The César E. Chávez Student Center was packed with more than 300 people over the course of the event. The all-day event featured speakers and panels including discussions on the global legacy of slavery, such as the panel, “Unapologetically Black: Thriving in the Face of Anti-Blackness,” and honoring Black legacy. There were also workshops centered on Black culture and experiences. The event featured a dedication ceremony of a writing lounge to VéVé Clark, a former campus associate professor of African American studies.
“We felt motivated … to hold (this event), commemorating and celebrating 400 years of African American history as it was decreed through the 400 Years of African-American History Commission (Act) in 2018,” said Serena Le, the SLC’s Discovery Program director. “We felt that it was appropriate that the SLC … did something to acknowledge not just Black history but the legacy and impact of slavery on our communities and (to) provide ways forward for the kind of mentorship and pedagogy we would like to see on this campus and broadly in the community.”
Le added that the campus started an initiative called 400 Years of Resistance to Slavery and Injustice. Saturday’s event was also the launch project of the Discovery Program, which the SLC designed to support project-based learning and connect students to resources they need to make an impact, according to Le.
The initiative also showcased works of art.

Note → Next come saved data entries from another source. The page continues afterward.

//! Shared CLI helpers: startup wiring and banner.

use std::path::{Path, PathBuf};

use anyhow::{Context, Result};
use colored::Colorize;

use claudegram_bridge::BOT_COMMANDS;
use claudegram_core::config::{load_config, Config};
use claudegram_core::utils::get_app_dir;

/// Load the config and resolve the initial working directory.
///
/// Fails on unreadable or invalid JSON and on a missing working directory.
/// The token is checked separately by the commands that need it.
pub fn load_settings(config_path: Option<&Path>) -> Result<(Config, PathBuf)> {
    let config = load_config(config_path).context("failed to load configuration")?;
    let workdir = config
        .resolve_working_dir(&get_app_dir())
        .context("invalid working directory")?;
    Ok((config, workdir))
}

/// Human-readable allow-list.
pub fn describe_allow_list(ids: &[i64]) -> String {
    if ids.is_empty() {
        "everyone (no allow-list)".to_string()
    } else {
        ids.iter()
            .map(i64::to_string)
            .collect::<Vec<_>>()
            .join(", ")
    }
}

/// Print the banner shown when the bot starts.
pub fn print_banner(binary: Option<&Path>, workdir: &Path, allowed: &[i64]) {
    let version = env!("CARGO_PKG_VERSION");
    println!();
    println!("{}  v{}", "Claudegram".cyan().bold(), version.dimmed());
    println!();

    match binary {
        Some(path) => println!("  Claude CLI: {}", path.display()),
        None => println!(
            "  Claude CLI: {}",
            "not found in PATH (replies will report the error)".yellow()
        ),
    }
    println!("  Directory:  {}", workdir.display());
    println!("  Allowed:    {}", describe_allow_list(allowed));
    println!();
    println!("  {}", "Commands:".bold());
    for (name, description) in BOT_COMMANDS {
        println!("    /{name:<10} {}", description.dimmed());
    }
    println!();
}

// ─────────────────────────────────────────────
// Tests
// ─────────────────────────────────────────────
//! Bus event types: messages flowing between channels and the bridge.

use chrono::{DateTime, Utc};
use std::collections::HashMap;
use std::path::PathBuf;

/// Stable per-user identifier as issued by the chat platform.
pub type UserId = i64;

/// An inbound message from a channel to the bridge.
#[derive(Clone, Debug)]
pub struct InboundMessage {
    /// Channel name (e.g. "telegram").
    pub channel: String,
    /// Sender identifier within the channel.
    pub user_id: UserId,
    /// Chat the message was posted in; replies go here.
    pub chat_id: i64,
    /// Sender's display name (used by `/start`).
    pub first_name: String,
    /// Raw text of the message, commands included.
    pub content: String,
    /// When the message was received.
    pub timestamp: DateTime<Utc>,
    /// Channel-specific metadata (e.g. message_id, username).
    pub metadata: HashMap<String, String>,
}

impl InboundMessage {
    /// Create a new inbound message with minimal required fields.
    pub fn new(
        channel: impl Into<String>,
        user_id: UserId,
        chat_id: i64,
        content: impl Into<String>,
    ) -> Self {
        InboundMessage {
            channel: channel.into(),
            user_id,
            chat_id,
            first_name: String::new(),
            content: content.into(),
            timestamp: Utc::now(),
            metadata: HashMap::new(),
        }
    }

    /// Set the sender's display name.
    pub fn with_first_name(mut self, first_name: impl Into<String>) -> Self {
        self.first_name = first_name.into();
        self
    }
}

/// What an outbound message carries.
#[derive(Clone, Debug, PartialEq)]
pub enum OutboundPayload {
    /// Plain text reply.
    Text(String),
    /// "typing…" presence indicator.
    Typing,
    /// A local file sent as a document attachment.
    Document { path: PathBuf, filename: String },
}

/// An outbound message from the bridge to a channel.
#[derive(Clone, Debug)]
pub struct OutboundMessage {
    /// Target channel name.
    pub channel: String,
    /// Target chat identifier.
    pub chat_id: i64,
    /// Content to deliver.
    pub payload: OutboundPayload,
}

impl OutboundMessage {
    /// Create a plain text outbound message.
    pub fn text(channel: impl Into<String>, chat_id: i64, content: impl Into<String>) -> Self {
        OutboundMessage {
            channel: channel.into(),
            chat_id,
            payload: OutboundPayload::Text(content.into()),
        }
    }

    /// Create a typing indicator.
    pub fn typing(channel: impl Into<String>, chat_id: i64) -> Self {
        OutboundMessage {
            channel: channel.into(),
            chat_id,
            payload: OutboundPayload::Typing,
        }
    }

    /// Create a document attachment.
    pub fn document(
        channel: impl Into<String>,
        chat_id: i64,
        path: impl Into<PathBuf>,
        filename: impl Into<String>,
    ) -> Self {
        OutboundMessage {
            channel: channel.into(),
            chat_id,
            payload: OutboundPayload::Document {
                path: path.into(),
                filename: filename.into(),
            },
        }
    }

    /// Text content, if this is a text message.
    pub fn as_text(&self) -> Option<&str> {
        match &self.payload {
            OutboundPayload::Text(text) => Some(text),
            _ => None,
        }
    }
}
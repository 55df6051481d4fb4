//! A command-line interface for querying a hosted node catalog through tablebridge.
//!
//! For usage, run `cargo run --features binary -- --help`.

mod cli;

use crate::cli::{Args, Command};
use clap::Parser as _;
use serde_json::Value;
use std::path::PathBuf;
use std::process::ExitCode;
use tablebridge::backend::Rest;
use tablebridge::sql::{Operation, SelectIntent};
use tablebridge::{Adapter, Location, NodeRecord};
use tokio::fs;
use tokio::io::{self, AsyncReadExt as _, AsyncWriteExt as _};
use tracing_subscriber::EnvFilter;

/// The table every catalog command reads from.
const CATALOG: &str = "nodes";

fn main() -> Result<ExitCode, Box<dyn std::error::Error>> {
    let Args {
        url,
        key,
        log,
        command,
    } = Args::parse();

    tracing_subscriber::fmt()
        .with_env_filter(EnvFilter::try_new(log)?)
        .with_writer(std::io::stderr)
        .init();

    tokio::runtime::Builder::new_multi_thread()
        .enable_all()
        .build()?
        .block_on(run(Location::remote(url, key), command))
}

/// Connect to the backend and perform a single command.
async fn run(
    location: Location,
    command: Command,
) -> Result<ExitCode, Box<dyn std::error::Error>> {
    let adapter = Adapter::<Rest>::connect_at(location).await?;

    let output: Vec<Value> = match command {
        Command::Query { sql, params, first } => {
            let params: Vec<_> = params.iter().map(|param| parse_param(param)).collect();
            let statement = adapter.prepare(&sql);
            match statement.operation() {
                Operation::Select if first => statement
                    .get(&params)
                    .await?
                    .into_iter()
                    .map(Value::Object)
                    .collect(),
                Operation::Select => statement
                    .all(&params)
                    .await?
                    .into_iter()
                    .map(Value::Object)
                    .collect(),
                _ => vec![serde_json::to_value(statement.run(&params).await?)?],
            }
        }
        Command::Count => adapter
            .prepare_select(CATALOG, SelectIntent::CountAll)
            .all(&[])
            .await?
            .into_iter()
            .map(Value::Object)
            .collect(),
        Command::List { limit } => adapter
            .prepare_select(CATALOG, SelectIntent::ListOrdered { limit })
            .all(&[])
            .await?
            .into_iter()
            .map(Value::Object)
            .collect(),
        Command::Search { term } => adapter
            .prepare_select(CATALOG, SelectIntent::SearchText)
            .all(&[Value::String(term)])
            .await?
            .into_iter()
            .map(Value::Object)
            .collect(),
        Command::Node { node_type } => {
            let node = adapter
                .prepare_select(CATALOG, SelectIntent::FilterByType)
                .get(&[Value::String(node_type)])
                .await?;
            match node {
                Some(node) => vec![Value::Object(node)],
                None => return Ok(ExitCode::FAILURE),
            }
        }
        Command::Upsert { file_path } => {
            let record: NodeRecord =
                serde_json::from_slice(&read_file_or_stdin(file_path).await?)?;
            let result = adapter
                .prepare("INSERT OR REPLACE INTO nodes")
                .run_record(&record)
                .await?;
            vec![serde_json::to_value(result)?]
        }
    };

    let mut stdout = io::stdout();
    for value in output {
        stdout.write_all(value.to_string().as_bytes()).await?;
        stdout.write_all(b"\n").await?;
    }
    stdout.flush().await?;

    adapter.close();
    Ok(ExitCode::SUCCESS)
}

/// A positional parameter given on the command line: JSON if it parses, otherwise a string.
fn parse_param(param: &str) -> Value {
    serde_json::from_str(param).unwrap_or_else(|_| Value::String(param.to_owned()))
}

/// Given a path, read from stdin if the path is "-". Otherwise, read the file at that path.
async fn read_file_or_stdin(file_path: PathBuf) -> io::Result<Vec<u8>> {
    if file_path == PathBuf::from("-") {
        let mut bytes = Vec::new();
        let _num_bytes = io::stdin().read_to_end(&mut bytes).await?;
        Ok(bytes)
    } else {
        fs::read(file_path).await
    }
}
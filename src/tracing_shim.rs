//! Either `tracing` or no-op stand-ins with the same call syntax.
//!
//! Import logging macros from here rather than from `tracing` so that call sites need no `#[cfg]`.
//! `#[instrument]` is the exception and is written as
//! `#[cfg_attr(feature = "tracing", tracing::instrument)]`.

#![allow(unused_imports, unused_macros, dead_code)]

#[cfg(feature = "tracing")]
pub(crate) use tracing::{debug, debug_span, error, info, warn};
#[cfg(feature = "tracing")]
pub(crate) use tracing_futures::Instrument;

#[cfg(not(feature = "tracing"))]
macro_rules! event {
    ($($x:tt)*) => {};
}

#[cfg(not(feature = "tracing"))]
macro_rules! event_span {
    ($($x:tt)*) => {
        ()
    };
}

#[cfg(not(feature = "tracing"))]
pub(crate) use {
    event as debug, event as error, event as info, event as warn, event_span as debug_span,
};

#[cfg(not(feature = "tracing"))]
pub(crate) trait Instrument: Sized {
    fn instrument(self, span: ()) -> Self {
        self
    }
}

#[cfg(not(feature = "tracing"))]
impl<T> Instrument for T {}
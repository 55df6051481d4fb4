//! Command-line interface for tablebridge.

use clap::{Parser, Subcommand};
use std::path::PathBuf;

/// Command-line arguments for tablebridge.
#[derive(Debug, Parser)]
#[command(version, propagate_version = true)]
pub(crate) struct Args {
    /// The base URL of the hosted project.
    #[arg(long, env = "TABLEBRIDGE_URL")]
    pub(crate) url: String,
    /// The access key sent with every request.
    #[arg(long, env = "TABLEBRIDGE_KEY", hide_env_values = true)]
    pub(crate) key: String,
    /// Which log events to write to stderr, as a `tracing` filter directive.
    #[arg(long, default_value = "warn")]
    pub(crate) log: String,
    /// The operation to perform.
    #[command(subcommand)]
    pub(crate) command: Command,
}

/// What operation to perform.
///
/// Rows are written to stdout as JSON, one per line.
#[derive(Debug, Subcommand)]
pub(crate) enum Command {
    /// Prepare and execute a statement.
    ///
    /// `SELECT` statements print their rows. Other statements print the number of rows changed.
    #[clap(aliases = ["sql", "exec"])]
    Query {
        /// The statement text.
        sql: String,
        /// Positional parameters. Each is parsed as JSON, or used as a string if that fails.
        params: Vec<String>,
        /// Only print the first row.
        #[arg(long)]
        first: bool,
    },
    /// Print the number of nodes in the catalog.
    Count,
    /// List nodes ordered by display name.
    #[clap(alias = "ls")]
    List {
        /// The maximum number of nodes to list.
        #[arg(short, long)]
        limit: Option<u64>,
    },
    /// Find nodes whose type, display name or description contains the given text.
    #[clap(alias = "find")]
    Search {
        /// The text to search for. `%` wildcards are ignored.
        term: String,
    },
    /// Print the node with the given type.
    ///
    /// The process exits with a failure status code if there is no such node.
    #[clap(alias = "get")]
    Node {
        /// The node type, such as `nodes-base.webhook`.
        node_type: String,
    },
    /// Insert a node into the catalog, replacing any node with the same type.
    #[clap(aliases = ["put", "save"])]
    Upsert {
        /// A JSON file holding the node's columns.
        ///
        /// If `-`, the node is read from stdin.
        file_path: PathBuf,
    },
}
use crate::query::Filter;
use crate::record::Row;
use serde_json::Value;
use std::cmp::Ordering;

/// Whether `row` passes `filter`, following PostgREST's `eq` and `ilike` semantics.
pub(super) fn matches(row: &Row, filter: &Filter) -> bool {
    match filter {
        Filter::Eq { column, value } => row
            .get(column)
            .is_some_and(|stored| values_eq(stored, value)),
        Filter::IlikeAny { columns, term } => {
            let term = term.to_lowercase();
            columns.iter().any(|column| match row.get(column) {
                Some(Value::String(text)) => text.to_lowercase().contains(&term),
                _ => false,
            })
        }
    }
}

/// SQL equality between a stored value and a filter value. `NULL` equals nothing, and booleans
/// compare equal to `0` and `1` the way Postgres casts them.
fn values_eq(stored: &Value, value: &Value) -> bool {
    match (stored, value) {
        (Value::Null, _) | (_, Value::Null) => false,
        (Value::Bool(flag), Value::Number(number)) | (Value::Number(number), Value::Bool(flag)) => {
            number.as_i64() == Some(i64::from(*flag))
        }
        (Value::Number(a), Value::Number(b)) => a.as_f64() == b.as_f64(),
        (stored, value) => stored == value,
    }
}

/// Ascending order on one column, with nulls and missing values last.
pub(super) fn compare(a: &Row, b: &Row, column: &str) -> Ordering {
    match (non_null(a.get(column)), non_null(b.get(column))) {
        (None, None) => Ordering::Equal,
        (None, Some(_)) => Ordering::Greater,
        (Some(_), None) => Ordering::Less,
        (Some(Value::Number(a)), Some(Value::Number(b))) => a
            .as_f64()
            .partial_cmp(&b.as_f64())
            .unwrap_or(Ordering::Equal),
        (Some(Value::String(a)), Some(Value::String(b))) => a.cmp(b),
        (Some(Value::Bool(a)), Some(Value::Bool(b))) => a.cmp(b),
        (Some(a), Some(b)) => a.to_string().cmp(&b.to_string()),
    }
}

fn non_null(value: Option<&Value>) -> Option<&Value> {
    value.filter(|value| !value.is_null())
}

#[cfg(test)]
mod tests {
    use super::*;
    use serde_json::json;

    fn row(value: Value) -> Row {
        match value {
            Value::Object(row) => row,
            _ => unreachable!("test rows are objects"),
        }
    }

    #[test]
    fn eq_casts_booleans() {
        let ai_tool = row(json!({ "is_ai_tool": true }));
        let filter = |value: Value| Filter::Eq {
            column: "is_ai_tool".to_owned(),
            value,
        };
        assert!(matches(&ai_tool, &filter(json!(true))));
        assert!(matches(&ai_tool, &filter(json!(1))));
        assert!(!matches(&ai_tool, &filter(json!(0))));
        assert!(!matches(&row(json!({ "is_ai_tool": null })), &filter(Value::Null)));
    }

    #[test]
    fn ilike_searches_every_column() {
        let filter = Filter::IlikeAny {
            columns: vec!["node_type".to_owned(), "description".to_owned()],
            term: "HTTP".to_owned(),
        };
        assert!(matches(
            &row(json!({ "node_type": "x", "description": "Makes an http request" })),
            &filter
        ));
        assert!(!matches(
            &row(json!({ "node_type": "x", "display_name": "HTTP Request" })),
            &filter
        ));
    }

    #[test]
    fn nulls_sort_last() {
        let a = row(json!({ "display_name": "A" }));
        let none = row(json!({ "display_name": null }));
        assert_eq!(compare(&a, &none, "display_name"), Ordering::Less);
        assert_eq!(compare(&none, &a, "display_name"), Ordering::Greater);
        assert_eq!(
            compare(&row(json!({ "n": 10 })), &row(json!({ "n": 9 })), "n"),
            Ordering::Greater
        );
    }
}
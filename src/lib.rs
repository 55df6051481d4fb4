//! A prepared-statement adapter over hosted table backends.
//!
//! Callers written against an embedded SQL database prepare statements and execute them with
//! positional parameters. [`Adapter`] recognizes the fixed set of statements the node catalog
//! issues and translates each onto a single request to a [`TableBackend`], such as a hosted
//! PostgREST service ([`backend::Rest`]) or an in-process store ([`backend::Memory`]).
//!
//! ```no_run
//! # async fn example() -> tablebridge::Result<()> {
//! use serde_json::json;
//! use tablebridge::backend::Rest;
//! use tablebridge::{Adapter, Location};
//!
//! let adapter = Adapter::<Rest>::connect_at(Location::remote(
//!     "https://project.supabase.co",
//!     "access-key",
//! ))
//! .await?;
//! let webhook = adapter
//!     .prepare("SELECT * FROM nodes WHERE node_type = ?")
//!     .get(&[json!("nodes-base.webhook")])
//!     .await?;
//! # Ok(())
//! # }
//! ```

mod adapter;
pub mod backend;
mod conv;
pub mod error;
mod internal_macros;
mod location;
pub mod query;
pub mod record;
pub mod sql;
mod statement;
mod tracing_shim;

pub use self::adapter::{Adapter, PRIMARY_TABLE};
pub use self::backend::{DatabaseBackend, TableBackend};
pub use self::error::{Error, Result};
pub use self::location::Location;
pub use self::record::{NodeRecord, Row, RunResult};
pub use self::statement::{Statement, SEARCH_COLUMNS};
/// `impl Future<Output = $t> + Send`, for trait methods that must return a `Send` future.
macro_rules! future_send {
    ($t:ty) => {
        impl ::core::future::Future<Output = $t> + Send
    };
}

pub(crate) use future_send;
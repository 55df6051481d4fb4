//! Prepared statements translated onto table queries.

use crate::backend::TableBackend;
use crate::conv::search_term;
use crate::error::{Error, NotImplemented, Result};
use crate::query::TableQuery;
use crate::record::{ColumnDefinition, NodeRecord, Row, RunResult};
use crate::sql::{self, Operation, SelectIntent};
use crate::tracing_shim::{debug, error};
use serde_json::Value;

/// The columns searched by [`SelectIntent::SearchText`].
pub const SEARCH_COLUMNS: [&str; 3] = ["node_type", "display_name", "description"];

/// The column listings are ordered by.
const ORDER_COLUMN: &str = "display_name";

/// A statement bound to a backend.
///
/// Statements hold no cursor or transaction state and can be executed any number of times. Text
/// is classified once, when the statement is prepared.
#[must_use]
#[derive(Debug)]
pub struct Statement<'a, Backend> {
    backend: &'a Backend,
    sql: String,
    table: String,
    operation: Operation,
    intent: Option<SelectIntent>,
}

impl<'a, Backend> Statement<'a, Backend>
where
    Backend: TableBackend,
{
    /// Classify `text` and bind it to `backend`. This never fails.
    pub(crate) fn new(backend: &'a Backend, text: &str) -> Self {
        let operation = Operation::from_sql(text);
        Self {
            backend,
            sql: text.to_owned(),
            table: sql::table_name(text),
            operation,
            intent: (operation == Operation::Select).then(|| SelectIntent::from_sql(text)),
        }
    }

    /// A `SELECT` with an explicit intent rather than one inferred from text.
    pub(crate) fn with_intent(backend: &'a Backend, table: &str, intent: SelectIntent) -> Self {
        let table = sql::backend_table(table).to_owned();
        Self {
            backend,
            sql: format!("SELECT * FROM {table}"),
            table,
            operation: Operation::Select,
            intent: Some(intent),
        }
    }

    /// The text the statement was prepared from.
    pub fn sql(&self) -> &str {
        &self.sql
    }

    /// The backend table the statement targets.
    pub fn table(&self) -> &str {
        &self.table
    }

    /// The kind of statement.
    pub const fn operation(&self) -> Operation {
        self.operation
    }

    /// How the statement reads, if it is a `SELECT`.
    pub const fn intent(&self) -> Option<SelectIntent> {
        self.intent
    }

    /// Execute a statement that modifies a table.
    ///
    /// Only `INSERT` is translated. It takes the [`NodeRecord::PARAMS`] columns of a node in
    /// order and upserts them.
    #[cfg_attr(feature = "tracing", tracing::instrument(skip_all, fields(sql = %self.sql)))]
    pub async fn run(&self, params: &[Value]) -> Result<RunResult> {
        let result = match self.operation {
            Operation::Insert => match NodeRecord::try_from(params) {
                Ok(record) => self.insert(&record).await,
                Err(err) => Err(err),
            },
            Operation::Update => Err(NotImplemented::Update.into()),
            Operation::Delete => Err(NotImplemented::Delete.into()),
            operation @ (Operation::Select | Operation::Unknown) => Err(Error::Unsupported {
                method: "run",
                operation,
            }),
        };
        result.inspect_err(|err| {
            error!(%err, "run failed");
        })
    }

    /// Execute an `INSERT` with a typed record instead of positional parameters.
    #[cfg_attr(feature = "tracing", tracing::instrument(skip_all, fields(sql = %self.sql)))]
    pub async fn run_record(&self, record: &NodeRecord) -> Result<RunResult> {
        let result = match self.operation {
            Operation::Insert => self.insert(record).await,
            operation => Err(Error::Unsupported {
                method: "run_record",
                operation,
            }),
        };
        result.inspect_err(|err| {
            error!(%err, "run failed");
        })
    }

    /// The first row a `SELECT` produces, if any.
    #[cfg_attr(feature = "tracing", tracing::instrument(skip_all, fields(sql = %self.sql)))]
    pub async fn get(&self, params: &[Value]) -> Result<Option<Row>> {
        let result = match self.intent {
            Some(intent) => self
                .select(intent, params)
                .await
                .map(|rows| rows.into_iter().next()),
            None => Err(Error::Unsupported {
                method: "get",
                operation: self.operation,
            }),
        };
        result.inspect_err(|err| {
            error!(%err, "get failed");
        })
    }

    /// Every row a `SELECT` produces.
    #[cfg_attr(feature = "tracing", tracing::instrument(skip_all, fields(sql = %self.sql)))]
    pub async fn all(&self, params: &[Value]) -> Result<Vec<Row>> {
        let result = match self.intent {
            Some(intent) => self.select(intent, params).await,
            None => Err(Error::Unsupported {
                method: "all",
                operation: self.operation,
            }),
        };
        result.inspect_err(|err| {
            error!(%err, "all failed");
        })
    }

    /// Always fails: remote backends have no synchronous transport.
    pub fn run_sync(&self, _params: &[Value]) -> Result<RunResult> {
        Err(NotImplemented::Sync("run").into())
    }

    /// Always fails: remote backends have no synchronous transport.
    pub fn get_sync(&self, _params: &[Value]) -> Result<Option<Row>> {
        Err(NotImplemented::Sync("get").into())
    }

    /// Always fails: remote backends have no synchronous transport.
    pub fn all_sync(&self, _params: &[Value]) -> Result<Vec<Row>> {
        Err(NotImplemented::Sync("all").into())
    }

    /// Always fails. Use [`Statement::all`].
    pub fn iterate(&self, _params: &[Value]) -> Result<std::vec::IntoIter<Row>> {
        Err(NotImplemented::Iterate.into())
    }

    /// Accepted for compatibility. Rows are always returned whole.
    pub const fn pluck(&self, _toggle: Option<bool>) -> &Self {
        self
    }

    /// Accepted for compatibility. Rows are always returned whole.
    pub const fn expand(&self, _toggle: Option<bool>) -> &Self {
        self
    }

    /// Accepted for compatibility. Rows are always returned whole.
    pub const fn raw(&self, _toggle: Option<bool>) -> &Self {
        self
    }

    /// Accepted for compatibility. Parameters are passed when executing.
    pub const fn bind(&self, _params: &[Value]) -> &Self {
        self
    }

    /// Column metadata. Always empty; the backend's schema is not introspected.
    pub fn columns(&self) -> Vec<ColumnDefinition> {
        Vec::new()
    }

    async fn insert(&self, record: &NodeRecord) -> Result<RunResult> {
        debug!(table = %self.table, node_type = %record.node_type, "upserting node");
        let _stored = self.backend.upsert(&self.table, record.to_row()).await?;
        Ok(RunResult::changed(1))
    }

    async fn select(&self, intent: SelectIntent, params: &[Value]) -> Result<Vec<Row>> {
        debug!(table = %self.table, ?intent, "translating select");
        let query = TableQuery::from_table(&self.table);

        let query = match intent {
            SelectIntent::FilterByType => {
                let node_type = params.first().ok_or_else(|| {
                    Error::InvalidParameter("a node_type filter takes one parameter".to_owned())
                })?;
                query.eq("node_type", node_type.clone())
            }
            SelectIntent::FilterByAiTool => query.eq("is_ai_tool", true),
            SelectIntent::CountAll => {
                let selection = self.backend.select(query.head_count()).await?;
                let mut row = Row::new();
                let _previous = row.insert("count".to_owned(), selection.count.unwrap_or(0).into());
                return Ok(vec![row]);
            }
            SelectIntent::SearchText => match params.first() {
                Some(term) => query.ilike_any(SEARCH_COLUMNS, search_term(term)),
                None => query,
            },
            SelectIntent::ListOrdered { limit } => {
                let query = query.order_asc(ORDER_COLUMN);
                match limit {
                    Some(limit) => query.limit(limit),
                    None => query,
                }
            }
        };

        Ok(self.backend.select(query).await?.rows)
    }
}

According to artist and curator Rosalind McGary, the collection was created by artists who identify as Black and either were directly related to UC Berkeley’s campus or are locals to the Bay Area.
Khuyen Nguyen, the SLC’s executive associate director, added that while the 400 Years of African-American History Commission Act is ending in June, they seek to make sure the event is not just “gestural” and will continue to make an impact and acknowledge the legacy of slavery beyond this anniversary.
The event organizers were intentional in the inclusion of various cultures and in underscoring the importance of understanding that slavery is not just part of Black history, but American history as a whole, according to Laydei Woodard, the co-director of the SLC Writing Program. She added that they wanted to celebrate “Black resilience and excellence,” which she said she feels is often left out of the conversation.
“I’m a first-year medical student and I’m really interested in doing work on anti-racism in medicine,” said Aminta Kouyate, a UC Berkeley student. “I wanted to start Black History Month with remembrance and celebration of the beauty and joy of the Black community.”